BEGIN Data extracts

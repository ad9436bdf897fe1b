//! Determinism testing utilities.
//!
//! Two servers that load the same stored state and read it at the same
//! instant must agree to the last fractional bit. This module provides a
//! harness for checking that.
//!
//! # Testing Strategy
//!
//! Sources of non-determinism guarded against:
//!
//! - **Floating-point math**: amounts use [`stellar_core::math::Amount`]
//!   fixed-point arithmetic throughout.
//!
//! - **HashMap iteration order**: levels, percents and catalog definitions
//!   are kept in `BTreeMap`s and iterated in id order.
//!
//! - **Wall-clock reads**: the engine takes `now` as an argument; tests use
//!   [`stellar_core::clock::ManualClock`].
//!
//! - **Lossy snapshots**: stored state is serialized with raw fixed-point
//!   bits, so a reload reproduces the exact stock.

use std::fmt::Debug;

use stellar_core::clock::Timestamp;
use stellar_core::engine::Engine;
use stellar_core::planet::Planet;
use stellar_core::research::Player;
use stellar_core::view::PlanetView;

/// Result of a determinism test.
#[derive(Debug, Clone, PartialEq, Eq)]
pub struct DeterminismResult<T> {
    /// Whether all runs produced identical results.
    pub is_deterministic: bool,
    /// Outcome of each run.
    pub outcomes: Vec<T>,
}

impl<T: Debug + PartialEq> DeterminismResult<T> {
    /// Assert that every run agreed, with a detailed error message.
    ///
    /// # Panics
    ///
    /// Panics if any two runs produced different outcomes.
    pub fn assert_deterministic(&self) {
        if !self.is_deterministic {
            let first_diff = self
                .outcomes
                .windows(2)
                .position(|w| w[0] != w[1])
                .unwrap_or(0);
            panic!(
                "Engine is non-deterministic!\n\
                 Runs: {}\n\
                 First difference between run {} and {}:\n{:#?}\n{:#?}",
                self.outcomes.len(),
                first_diff,
                first_diff + 1,
                self.outcomes.get(first_diff),
                self.outcomes.get(first_diff + 1),
            );
        }
    }
}

/// Run `scenario` `runs` times from fresh state and compare outcomes.
///
/// # Example
///
/// ```ignore
/// use stellar_test_utils::determinism::verify_determinism;
/// use stellar_test_utils::scenario::Scenario;
///
/// let result = verify_determinism(3, || {
///     let mut s = Scenario::new(resources(500, 500, 0));
///     s.enqueue("metal_mine", 1).unwrap();
///     s.advance(3_600);
///     s.state()
/// });
/// result.assert_deterministic();
/// ```
pub fn verify_determinism<T, F>(runs: usize, scenario: F) -> DeterminismResult<T>
where
    T: PartialEq,
    F: Fn() -> T,
{
    let outcomes: Vec<T> = (0..runs).map(|_| scenario()).collect();
    let is_deterministic = outcomes.windows(2).all(|w| w[0] == w[1]);
    DeterminismResult {
        is_deterministic,
        outcomes,
    }
}

/// Check that snapshotting planet and player to RON and restoring them
/// yields the same view at `now` as the originals.
///
/// # Panics
///
/// Panics if serialization itself fails or the view cannot be built.
pub fn verify_snapshot_roundtrip(
    engine: &Engine,
    planet: &Planet,
    player: &Player,
    now: Timestamp,
) -> bool {
    let planet_text = ron::to_string(planet).expect("planet serializes");
    let player_text = ron::to_string(player).expect("player serializes");
    let Ok(restored_planet) = ron::from_str::<Planet>(&planet_text) else {
        return false;
    };
    let Ok(restored_player) = ron::from_str::<Player>(&player_text) else {
        return false;
    };

    let view = |planet: &Planet, player: &Player| -> PlanetView {
        let (mut planet, mut player) = (planet.clone(), player.clone());
        engine
            .current_state(&mut planet, &mut player, now)
            .expect("view builds")
    };
    restored_planet == *planet
        && restored_player == *player
        && view(&restored_planet, &restored_player) == view(planet, player)
}

/// Proptest strategies for economy testing.
///
/// These strategies generate random but reproducible inputs for
/// property-based testing of the ledger and queues.
pub mod strategies {
    use proptest::prelude::*;
    use stellar_core::resources::Resources;

    /// Storable building names a test can freely set levels of.
    pub const ECONOMY_BUILDINGS: [&str; 7] = [
        "metal_mine",
        "crystal_mine",
        "deuterium_synthesizer",
        "solar_plant",
        "metal_store",
        "crystal_store",
        "deuterium_store",
    ];

    /// A ledger mutation.
    #[derive(Debug, Clone, Copy, PartialEq, Eq)]
    pub enum LedgerOp {
        /// Add resources, optionally past capacity.
        Add {
            /// Amount added.
            delta: Resources,
            /// Ignore storage capacity.
            allow_overflow: bool,
        },
        /// Deduct resources, all or nothing.
        Deduct(Resources),
    }

    /// Whole-unit resources, each component in `0..max`, no energy.
    pub fn arb_resources(max: i64) -> impl Strategy<Value = Resources> {
        (0..max, 0..max, 0..max).prop_map(|(m, c, d)| Resources::new(m, c, d, 0))
    }

    /// Generate a ledger mutation with components below `max`.
    pub fn arb_ledger_op(max: i64) -> impl Strategy<Value = LedgerOp> {
        prop_oneof![
            (arb_resources(max), any::<bool>()).prop_map(|(delta, allow_overflow)| {
                LedgerOp::Add {
                    delta,
                    allow_overflow,
                }
            }),
            arb_resources(max).prop_map(LedgerOp::Deduct),
        ]
    }

    /// Generate a sequence of ledger mutations.
    pub fn arb_ledger_ops(max_len: usize, max: i64) -> impl Strategy<Value = Vec<LedgerOp>> {
        proptest::collection::vec(arb_ledger_op(max), 0..max_len)
    }

    /// Generate building levels for the economy buildings (0-25).
    pub fn arb_economy_levels() -> impl Strategy<Value = Vec<(&'static str, u32)>> {
        proptest::collection::vec(0u32..25, ECONOMY_BUILDINGS.len()).prop_map(|levels| {
            ECONOMY_BUILDINGS
                .iter()
                .copied()
                .zip(levels)
                .collect()
        })
    }

    /// Generate planet temperatures seen in the game (-130 to 260).
    pub fn arb_temperature() -> impl Strategy<Value = i32> {
        -130i32..260
    }

    /// Generate elapsed seconds up to a week.
    pub fn arb_elapsed() -> impl Strategy<Value = u64> {
        0u64..7 * 24 * 3600
    }
}

#[cfg(test)]
mod tests {
    use super::strategies::*;
    use super::*;
    use crate::fixtures::{self, resources, START};
    use crate::scenario::Scenario;
    use proptest::prelude::*;

    // =========================================================================
    // Basic determinism tests
    // =========================================================================

    #[test]
    fn test_verify_determinism_simple() {
        let result = verify_determinism(3, || 40 + 2);
        assert!(result.is_deterministic);
        assert_eq!(result.outcomes, vec![42, 42, 42]);
    }

    #[test]
    fn test_queue_scenario_determinism() {
        let result = verify_determinism(3, || {
            let mut s = Scenario::new(resources(5_000, 5_000, 1_000));
            s.set_level("robot_factory", 2).set_level("shipyard", 1);
            s.enqueue("metal_mine", 1).unwrap();
            s.enqueue("rocket_launcher", 2).unwrap();
            s.advance(2_000);
            s.state()
        });
        result.assert_deterministic();
    }

    // =========================================================================
    // Snapshot round-trip tests
    // =========================================================================

    #[test]
    fn test_snapshot_preserves_queued_state() {
        let mut s = Scenario::new(resources(500, 500, 0));
        s.enqueue("metal_mine", 1).unwrap();
        s.advance(50);
        assert!(verify_snapshot_roundtrip(
            &s.engine,
            &s.planet,
            &s.player,
            s.now()
        ));
    }

    #[test]
    fn test_snapshot_preserves_developed_planet() {
        let engine = fixtures::engine();
        let planet = fixtures::developed_planet(engine.catalog(), 1, 1);
        let player = fixtures::player(1);
        assert!(verify_snapshot_roundtrip(
            &engine,
            &planet,
            &player,
            START.plus(12_345)
        ));
    }

    // =========================================================================
    // Property tests
    // =========================================================================

    proptest! {
        #![proptest_config(ProptestConfig::with_cases(32))]

        #[test]
        fn test_reads_are_deterministic(
            levels in arb_economy_levels(),
            temperature in arb_temperature(),
            elapsed in arb_elapsed(),
        ) {
            let result = verify_determinism(2, || {
                let mut s = Scenario::new(resources(1_000, 1_000, 0));
                for &(name, level) in &levels {
                    s.set_level(name, level);
                }
                s.planet.max_temperature = temperature;
                s.advance(elapsed);
                s.state()
            });
            prop_assert!(result.is_deterministic);
        }
    }
}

END Data extracts

■ **Brief**: Go through the data above and copy each line in which "collection" appears.

■ **Output of the task**:
        proptest::collection::vec(arb_ledger_op(max), 0..max_len)
        proptest::collection::vec(0u32..25, ECONOMY_BUILDINGS.len()).prop_map(|levels| {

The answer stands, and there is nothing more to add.